__Provided records__
BEGIN
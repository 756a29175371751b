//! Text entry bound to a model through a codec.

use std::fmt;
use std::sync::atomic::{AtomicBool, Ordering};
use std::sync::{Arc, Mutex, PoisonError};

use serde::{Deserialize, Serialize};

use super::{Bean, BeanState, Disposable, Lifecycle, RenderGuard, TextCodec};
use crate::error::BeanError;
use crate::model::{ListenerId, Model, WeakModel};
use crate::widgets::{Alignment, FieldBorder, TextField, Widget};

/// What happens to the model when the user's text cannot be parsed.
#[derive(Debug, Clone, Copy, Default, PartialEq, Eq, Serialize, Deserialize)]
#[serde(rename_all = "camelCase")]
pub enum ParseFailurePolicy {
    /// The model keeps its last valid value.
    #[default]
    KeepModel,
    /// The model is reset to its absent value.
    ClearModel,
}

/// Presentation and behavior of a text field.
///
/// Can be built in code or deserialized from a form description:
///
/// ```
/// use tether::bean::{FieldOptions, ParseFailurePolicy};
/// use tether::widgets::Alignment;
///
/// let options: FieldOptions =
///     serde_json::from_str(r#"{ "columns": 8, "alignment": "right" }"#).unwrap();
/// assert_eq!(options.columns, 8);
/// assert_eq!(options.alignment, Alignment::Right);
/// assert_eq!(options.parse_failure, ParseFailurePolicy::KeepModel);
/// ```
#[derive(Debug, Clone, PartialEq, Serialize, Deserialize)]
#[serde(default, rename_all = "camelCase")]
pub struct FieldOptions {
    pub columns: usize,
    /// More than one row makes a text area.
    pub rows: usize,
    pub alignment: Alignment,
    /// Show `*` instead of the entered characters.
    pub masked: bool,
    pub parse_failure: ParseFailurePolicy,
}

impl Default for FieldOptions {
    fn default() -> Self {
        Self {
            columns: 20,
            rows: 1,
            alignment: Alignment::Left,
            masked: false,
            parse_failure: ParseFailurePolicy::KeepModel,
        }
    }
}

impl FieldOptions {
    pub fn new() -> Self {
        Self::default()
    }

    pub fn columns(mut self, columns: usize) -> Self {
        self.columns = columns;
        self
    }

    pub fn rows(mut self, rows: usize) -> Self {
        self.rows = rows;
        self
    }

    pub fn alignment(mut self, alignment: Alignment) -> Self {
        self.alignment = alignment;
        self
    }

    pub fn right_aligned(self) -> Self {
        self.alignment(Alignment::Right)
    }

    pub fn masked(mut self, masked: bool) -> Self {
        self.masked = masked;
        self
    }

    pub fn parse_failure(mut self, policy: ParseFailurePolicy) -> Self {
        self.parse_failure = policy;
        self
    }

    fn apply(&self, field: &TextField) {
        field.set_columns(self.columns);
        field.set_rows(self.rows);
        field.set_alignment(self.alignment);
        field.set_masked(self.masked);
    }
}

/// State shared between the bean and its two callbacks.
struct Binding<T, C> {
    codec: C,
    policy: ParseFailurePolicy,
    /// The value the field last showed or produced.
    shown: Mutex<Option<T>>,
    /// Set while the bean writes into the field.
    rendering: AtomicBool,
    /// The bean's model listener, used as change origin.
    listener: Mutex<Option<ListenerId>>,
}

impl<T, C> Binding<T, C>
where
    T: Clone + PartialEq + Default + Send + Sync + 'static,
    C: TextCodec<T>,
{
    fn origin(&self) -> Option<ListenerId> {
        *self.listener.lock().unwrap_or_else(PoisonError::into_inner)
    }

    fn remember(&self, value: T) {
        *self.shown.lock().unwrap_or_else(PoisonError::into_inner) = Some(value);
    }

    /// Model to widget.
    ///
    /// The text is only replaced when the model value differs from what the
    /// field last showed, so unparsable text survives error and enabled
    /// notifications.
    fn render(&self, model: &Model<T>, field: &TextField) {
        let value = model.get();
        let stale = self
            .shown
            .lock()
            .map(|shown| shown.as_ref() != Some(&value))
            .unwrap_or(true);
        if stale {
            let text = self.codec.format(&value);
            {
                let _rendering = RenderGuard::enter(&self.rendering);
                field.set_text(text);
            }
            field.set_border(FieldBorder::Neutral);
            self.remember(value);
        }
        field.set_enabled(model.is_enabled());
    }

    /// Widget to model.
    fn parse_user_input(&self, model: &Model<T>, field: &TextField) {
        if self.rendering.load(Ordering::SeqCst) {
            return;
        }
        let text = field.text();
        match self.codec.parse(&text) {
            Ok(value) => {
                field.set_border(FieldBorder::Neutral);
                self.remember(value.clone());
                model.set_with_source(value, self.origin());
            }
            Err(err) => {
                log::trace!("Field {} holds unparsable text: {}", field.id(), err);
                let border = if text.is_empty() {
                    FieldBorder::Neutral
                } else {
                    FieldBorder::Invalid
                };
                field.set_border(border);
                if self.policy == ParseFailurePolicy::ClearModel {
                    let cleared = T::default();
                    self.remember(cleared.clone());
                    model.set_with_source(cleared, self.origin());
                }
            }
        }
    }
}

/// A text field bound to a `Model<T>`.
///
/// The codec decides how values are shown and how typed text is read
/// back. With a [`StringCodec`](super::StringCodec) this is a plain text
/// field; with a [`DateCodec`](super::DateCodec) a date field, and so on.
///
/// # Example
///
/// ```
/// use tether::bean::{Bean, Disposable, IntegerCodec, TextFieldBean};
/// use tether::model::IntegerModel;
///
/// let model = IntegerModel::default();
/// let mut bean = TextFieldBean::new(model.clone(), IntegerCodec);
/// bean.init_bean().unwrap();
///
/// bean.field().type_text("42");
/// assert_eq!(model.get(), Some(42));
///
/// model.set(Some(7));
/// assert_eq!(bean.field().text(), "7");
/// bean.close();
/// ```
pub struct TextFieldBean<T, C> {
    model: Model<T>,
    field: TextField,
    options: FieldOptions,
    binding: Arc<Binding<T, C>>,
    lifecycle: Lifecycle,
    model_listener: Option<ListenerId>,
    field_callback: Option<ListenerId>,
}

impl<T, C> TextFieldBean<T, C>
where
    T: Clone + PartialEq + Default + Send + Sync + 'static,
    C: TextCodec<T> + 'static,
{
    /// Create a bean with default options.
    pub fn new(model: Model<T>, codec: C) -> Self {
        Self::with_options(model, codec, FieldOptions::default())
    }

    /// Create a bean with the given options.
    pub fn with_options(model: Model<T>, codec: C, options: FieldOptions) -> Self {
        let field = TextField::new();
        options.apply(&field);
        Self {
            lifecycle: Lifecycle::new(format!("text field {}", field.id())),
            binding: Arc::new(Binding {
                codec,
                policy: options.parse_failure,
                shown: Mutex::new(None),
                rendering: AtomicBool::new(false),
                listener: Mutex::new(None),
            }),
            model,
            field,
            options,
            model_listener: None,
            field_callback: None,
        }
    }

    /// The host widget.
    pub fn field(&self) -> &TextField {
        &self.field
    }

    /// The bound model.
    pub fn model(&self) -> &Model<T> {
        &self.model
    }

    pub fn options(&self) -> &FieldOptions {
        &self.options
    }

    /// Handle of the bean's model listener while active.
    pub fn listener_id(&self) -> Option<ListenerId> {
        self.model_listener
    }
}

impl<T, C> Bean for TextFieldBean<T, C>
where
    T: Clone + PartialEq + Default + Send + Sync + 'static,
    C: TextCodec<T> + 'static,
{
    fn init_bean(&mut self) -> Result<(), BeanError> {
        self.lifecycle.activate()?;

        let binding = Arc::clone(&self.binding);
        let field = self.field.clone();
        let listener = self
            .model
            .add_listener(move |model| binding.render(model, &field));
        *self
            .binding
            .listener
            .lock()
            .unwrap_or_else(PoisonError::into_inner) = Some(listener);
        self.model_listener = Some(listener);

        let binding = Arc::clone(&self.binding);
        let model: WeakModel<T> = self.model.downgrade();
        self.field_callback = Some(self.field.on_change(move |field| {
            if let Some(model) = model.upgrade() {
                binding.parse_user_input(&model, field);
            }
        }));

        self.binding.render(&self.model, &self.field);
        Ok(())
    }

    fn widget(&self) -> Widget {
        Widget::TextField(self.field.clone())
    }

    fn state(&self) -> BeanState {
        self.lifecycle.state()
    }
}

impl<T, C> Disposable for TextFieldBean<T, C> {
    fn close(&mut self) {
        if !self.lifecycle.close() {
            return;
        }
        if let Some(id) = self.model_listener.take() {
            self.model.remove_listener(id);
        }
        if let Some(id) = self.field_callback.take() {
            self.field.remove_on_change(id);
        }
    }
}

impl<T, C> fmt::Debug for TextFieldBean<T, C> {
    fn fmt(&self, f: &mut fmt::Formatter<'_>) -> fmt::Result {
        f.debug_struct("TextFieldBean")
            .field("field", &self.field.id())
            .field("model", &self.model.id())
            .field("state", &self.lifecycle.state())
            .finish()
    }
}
END
BEGIN
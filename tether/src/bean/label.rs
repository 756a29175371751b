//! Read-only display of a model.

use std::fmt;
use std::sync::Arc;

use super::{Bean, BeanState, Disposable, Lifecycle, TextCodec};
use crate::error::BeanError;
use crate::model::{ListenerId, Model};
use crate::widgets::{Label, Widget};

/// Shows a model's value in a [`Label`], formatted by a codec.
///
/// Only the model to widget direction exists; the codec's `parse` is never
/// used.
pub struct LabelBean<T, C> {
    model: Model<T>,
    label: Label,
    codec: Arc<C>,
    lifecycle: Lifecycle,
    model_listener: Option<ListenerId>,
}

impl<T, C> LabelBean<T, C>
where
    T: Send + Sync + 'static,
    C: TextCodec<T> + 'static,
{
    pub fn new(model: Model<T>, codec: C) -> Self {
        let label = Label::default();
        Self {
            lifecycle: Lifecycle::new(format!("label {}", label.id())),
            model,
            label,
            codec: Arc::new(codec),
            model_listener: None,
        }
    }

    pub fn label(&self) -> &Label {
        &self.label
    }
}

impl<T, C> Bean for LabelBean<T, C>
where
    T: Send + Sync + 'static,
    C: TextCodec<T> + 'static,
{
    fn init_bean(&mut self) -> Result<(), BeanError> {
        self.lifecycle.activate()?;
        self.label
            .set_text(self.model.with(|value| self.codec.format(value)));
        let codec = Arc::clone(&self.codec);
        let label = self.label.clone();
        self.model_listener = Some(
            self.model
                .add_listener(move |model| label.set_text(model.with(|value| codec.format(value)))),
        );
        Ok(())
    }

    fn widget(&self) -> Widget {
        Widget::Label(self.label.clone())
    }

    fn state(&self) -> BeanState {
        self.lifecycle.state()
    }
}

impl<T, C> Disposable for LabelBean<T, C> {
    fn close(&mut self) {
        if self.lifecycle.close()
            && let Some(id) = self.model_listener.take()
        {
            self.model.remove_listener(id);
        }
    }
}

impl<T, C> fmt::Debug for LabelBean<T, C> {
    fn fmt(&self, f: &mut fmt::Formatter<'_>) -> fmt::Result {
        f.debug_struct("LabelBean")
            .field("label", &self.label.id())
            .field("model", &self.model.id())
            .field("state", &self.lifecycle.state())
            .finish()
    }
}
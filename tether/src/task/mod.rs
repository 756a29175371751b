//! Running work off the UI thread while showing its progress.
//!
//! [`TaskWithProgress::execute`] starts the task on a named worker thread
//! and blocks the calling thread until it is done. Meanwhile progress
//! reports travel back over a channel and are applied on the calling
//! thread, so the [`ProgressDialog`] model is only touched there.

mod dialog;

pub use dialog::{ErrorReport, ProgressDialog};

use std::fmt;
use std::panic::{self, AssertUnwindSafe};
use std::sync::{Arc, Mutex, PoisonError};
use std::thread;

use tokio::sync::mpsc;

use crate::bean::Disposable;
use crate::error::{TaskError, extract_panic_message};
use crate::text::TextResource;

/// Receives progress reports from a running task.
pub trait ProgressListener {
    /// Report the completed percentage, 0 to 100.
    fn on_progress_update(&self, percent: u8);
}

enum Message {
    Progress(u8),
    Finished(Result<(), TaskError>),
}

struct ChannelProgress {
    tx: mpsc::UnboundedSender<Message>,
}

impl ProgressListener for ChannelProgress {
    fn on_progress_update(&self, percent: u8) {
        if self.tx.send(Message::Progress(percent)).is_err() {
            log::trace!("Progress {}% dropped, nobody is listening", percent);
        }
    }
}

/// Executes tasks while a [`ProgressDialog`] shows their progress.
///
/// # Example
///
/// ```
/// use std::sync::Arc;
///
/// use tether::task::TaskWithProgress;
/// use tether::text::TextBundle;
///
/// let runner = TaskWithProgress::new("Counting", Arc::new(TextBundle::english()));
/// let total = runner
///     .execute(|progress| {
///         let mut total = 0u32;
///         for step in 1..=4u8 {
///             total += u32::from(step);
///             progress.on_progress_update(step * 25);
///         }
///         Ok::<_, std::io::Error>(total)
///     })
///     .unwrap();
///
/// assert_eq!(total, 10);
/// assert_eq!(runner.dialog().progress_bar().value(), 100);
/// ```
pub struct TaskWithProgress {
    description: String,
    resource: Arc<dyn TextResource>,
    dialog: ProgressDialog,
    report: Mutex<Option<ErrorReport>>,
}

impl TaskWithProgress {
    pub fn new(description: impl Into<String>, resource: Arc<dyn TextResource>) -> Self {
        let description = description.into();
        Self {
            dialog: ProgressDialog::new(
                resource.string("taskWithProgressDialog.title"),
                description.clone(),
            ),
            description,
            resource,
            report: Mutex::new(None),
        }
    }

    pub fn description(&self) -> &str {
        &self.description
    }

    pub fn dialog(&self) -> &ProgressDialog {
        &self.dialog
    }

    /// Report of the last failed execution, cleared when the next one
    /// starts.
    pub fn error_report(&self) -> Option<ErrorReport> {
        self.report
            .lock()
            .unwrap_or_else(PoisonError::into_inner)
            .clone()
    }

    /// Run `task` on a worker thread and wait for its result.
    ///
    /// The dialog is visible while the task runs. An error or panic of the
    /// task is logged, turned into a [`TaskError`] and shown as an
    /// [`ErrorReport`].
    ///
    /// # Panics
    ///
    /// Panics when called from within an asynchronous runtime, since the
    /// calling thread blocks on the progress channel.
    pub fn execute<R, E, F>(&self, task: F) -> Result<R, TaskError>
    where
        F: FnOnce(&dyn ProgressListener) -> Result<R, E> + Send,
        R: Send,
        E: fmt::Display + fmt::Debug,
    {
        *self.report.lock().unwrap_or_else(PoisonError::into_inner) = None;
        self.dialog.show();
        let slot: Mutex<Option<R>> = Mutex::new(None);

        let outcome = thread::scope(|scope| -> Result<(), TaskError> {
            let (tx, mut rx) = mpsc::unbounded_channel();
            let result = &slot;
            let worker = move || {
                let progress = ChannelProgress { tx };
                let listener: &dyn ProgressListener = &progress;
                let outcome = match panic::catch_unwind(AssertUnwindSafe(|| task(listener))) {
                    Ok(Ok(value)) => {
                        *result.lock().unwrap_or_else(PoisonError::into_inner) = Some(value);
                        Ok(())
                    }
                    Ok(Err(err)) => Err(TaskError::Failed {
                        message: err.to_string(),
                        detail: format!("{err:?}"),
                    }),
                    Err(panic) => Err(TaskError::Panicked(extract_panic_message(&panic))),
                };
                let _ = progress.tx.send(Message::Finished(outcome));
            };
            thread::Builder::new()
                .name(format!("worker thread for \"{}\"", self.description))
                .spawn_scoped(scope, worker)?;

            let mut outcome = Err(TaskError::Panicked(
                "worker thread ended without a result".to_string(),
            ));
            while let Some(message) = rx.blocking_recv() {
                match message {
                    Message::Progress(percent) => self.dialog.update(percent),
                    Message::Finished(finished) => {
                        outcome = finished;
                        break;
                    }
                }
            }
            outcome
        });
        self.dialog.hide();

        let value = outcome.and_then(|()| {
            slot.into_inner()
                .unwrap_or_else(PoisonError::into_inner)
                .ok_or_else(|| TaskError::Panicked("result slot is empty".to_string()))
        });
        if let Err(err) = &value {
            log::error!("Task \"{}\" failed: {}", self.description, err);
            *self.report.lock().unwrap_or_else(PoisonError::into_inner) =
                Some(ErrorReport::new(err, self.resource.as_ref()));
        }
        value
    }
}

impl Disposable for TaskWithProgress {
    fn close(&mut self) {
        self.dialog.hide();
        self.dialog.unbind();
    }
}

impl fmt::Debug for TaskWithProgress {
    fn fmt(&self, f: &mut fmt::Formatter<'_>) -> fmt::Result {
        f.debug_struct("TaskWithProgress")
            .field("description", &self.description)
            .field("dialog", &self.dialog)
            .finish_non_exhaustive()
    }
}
END
BEGIN
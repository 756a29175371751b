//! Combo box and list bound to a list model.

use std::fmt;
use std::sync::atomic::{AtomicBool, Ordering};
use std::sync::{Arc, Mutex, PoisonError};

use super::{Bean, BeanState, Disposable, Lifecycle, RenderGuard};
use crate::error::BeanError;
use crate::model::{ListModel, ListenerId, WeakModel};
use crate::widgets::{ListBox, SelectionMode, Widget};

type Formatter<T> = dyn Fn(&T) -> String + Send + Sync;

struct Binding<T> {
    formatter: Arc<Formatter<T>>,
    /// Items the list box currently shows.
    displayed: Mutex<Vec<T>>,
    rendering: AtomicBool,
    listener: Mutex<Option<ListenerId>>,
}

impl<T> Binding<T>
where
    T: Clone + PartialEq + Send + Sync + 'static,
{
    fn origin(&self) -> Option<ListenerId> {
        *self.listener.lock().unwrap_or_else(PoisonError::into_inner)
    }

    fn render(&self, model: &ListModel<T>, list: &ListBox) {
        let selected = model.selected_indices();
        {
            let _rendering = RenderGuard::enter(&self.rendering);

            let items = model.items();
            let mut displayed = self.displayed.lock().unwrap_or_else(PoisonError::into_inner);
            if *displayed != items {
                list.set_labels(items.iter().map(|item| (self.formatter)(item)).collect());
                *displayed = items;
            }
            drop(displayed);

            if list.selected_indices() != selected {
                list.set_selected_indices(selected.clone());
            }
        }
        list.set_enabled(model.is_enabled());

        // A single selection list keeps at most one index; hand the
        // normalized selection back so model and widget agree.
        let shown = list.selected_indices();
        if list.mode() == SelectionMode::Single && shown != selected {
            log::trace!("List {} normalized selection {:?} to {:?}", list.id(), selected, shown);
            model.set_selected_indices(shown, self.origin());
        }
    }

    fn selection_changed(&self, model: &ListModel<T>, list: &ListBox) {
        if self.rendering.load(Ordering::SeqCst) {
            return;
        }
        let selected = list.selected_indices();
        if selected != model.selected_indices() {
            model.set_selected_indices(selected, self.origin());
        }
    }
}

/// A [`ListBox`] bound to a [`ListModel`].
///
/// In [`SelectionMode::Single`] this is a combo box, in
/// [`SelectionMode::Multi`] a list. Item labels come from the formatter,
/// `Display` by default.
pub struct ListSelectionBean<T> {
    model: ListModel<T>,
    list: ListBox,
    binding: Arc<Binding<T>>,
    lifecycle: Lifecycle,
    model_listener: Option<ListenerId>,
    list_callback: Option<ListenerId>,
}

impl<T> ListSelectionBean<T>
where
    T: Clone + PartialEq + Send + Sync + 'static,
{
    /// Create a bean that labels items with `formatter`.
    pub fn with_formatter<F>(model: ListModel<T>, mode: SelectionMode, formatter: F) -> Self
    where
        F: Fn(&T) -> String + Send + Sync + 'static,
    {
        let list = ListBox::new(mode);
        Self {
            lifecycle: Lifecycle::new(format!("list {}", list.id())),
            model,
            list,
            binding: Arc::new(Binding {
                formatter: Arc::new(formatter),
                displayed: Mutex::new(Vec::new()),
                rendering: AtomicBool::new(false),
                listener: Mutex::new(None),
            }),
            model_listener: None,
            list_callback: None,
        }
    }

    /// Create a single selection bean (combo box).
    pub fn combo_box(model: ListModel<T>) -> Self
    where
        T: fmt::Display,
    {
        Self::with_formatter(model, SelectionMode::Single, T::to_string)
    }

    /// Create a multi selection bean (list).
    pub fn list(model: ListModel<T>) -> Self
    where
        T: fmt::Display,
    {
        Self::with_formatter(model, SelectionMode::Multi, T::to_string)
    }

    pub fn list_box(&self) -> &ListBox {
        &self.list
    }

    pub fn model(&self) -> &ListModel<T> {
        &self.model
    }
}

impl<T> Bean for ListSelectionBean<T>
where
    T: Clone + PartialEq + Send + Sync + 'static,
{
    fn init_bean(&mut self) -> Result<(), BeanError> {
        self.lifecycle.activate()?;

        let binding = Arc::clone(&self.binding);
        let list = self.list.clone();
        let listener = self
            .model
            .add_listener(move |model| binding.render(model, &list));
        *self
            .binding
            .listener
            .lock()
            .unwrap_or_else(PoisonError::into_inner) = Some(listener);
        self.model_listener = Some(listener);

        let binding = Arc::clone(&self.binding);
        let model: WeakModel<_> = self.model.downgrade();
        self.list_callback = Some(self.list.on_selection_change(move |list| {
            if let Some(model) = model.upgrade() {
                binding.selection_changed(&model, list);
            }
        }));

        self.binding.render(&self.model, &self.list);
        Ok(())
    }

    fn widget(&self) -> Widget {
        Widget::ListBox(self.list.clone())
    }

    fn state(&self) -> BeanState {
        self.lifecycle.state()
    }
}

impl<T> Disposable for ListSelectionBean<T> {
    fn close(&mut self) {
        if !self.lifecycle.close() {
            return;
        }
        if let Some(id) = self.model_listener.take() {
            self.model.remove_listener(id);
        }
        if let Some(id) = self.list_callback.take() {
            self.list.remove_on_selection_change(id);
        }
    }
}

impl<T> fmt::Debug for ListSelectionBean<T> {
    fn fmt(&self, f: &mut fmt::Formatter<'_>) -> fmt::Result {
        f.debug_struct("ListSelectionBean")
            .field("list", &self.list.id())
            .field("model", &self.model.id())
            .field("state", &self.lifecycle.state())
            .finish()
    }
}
END
__Task item__
Among the lines above, find those carrying the word "usize" and copy them out.

__Response box__
    pub columns: usize,
    pub rows: usize,
    pub fn columns(mut self, columns: usize) -> Self {
    pub fn rows(mut self, rows: usize) -> Self {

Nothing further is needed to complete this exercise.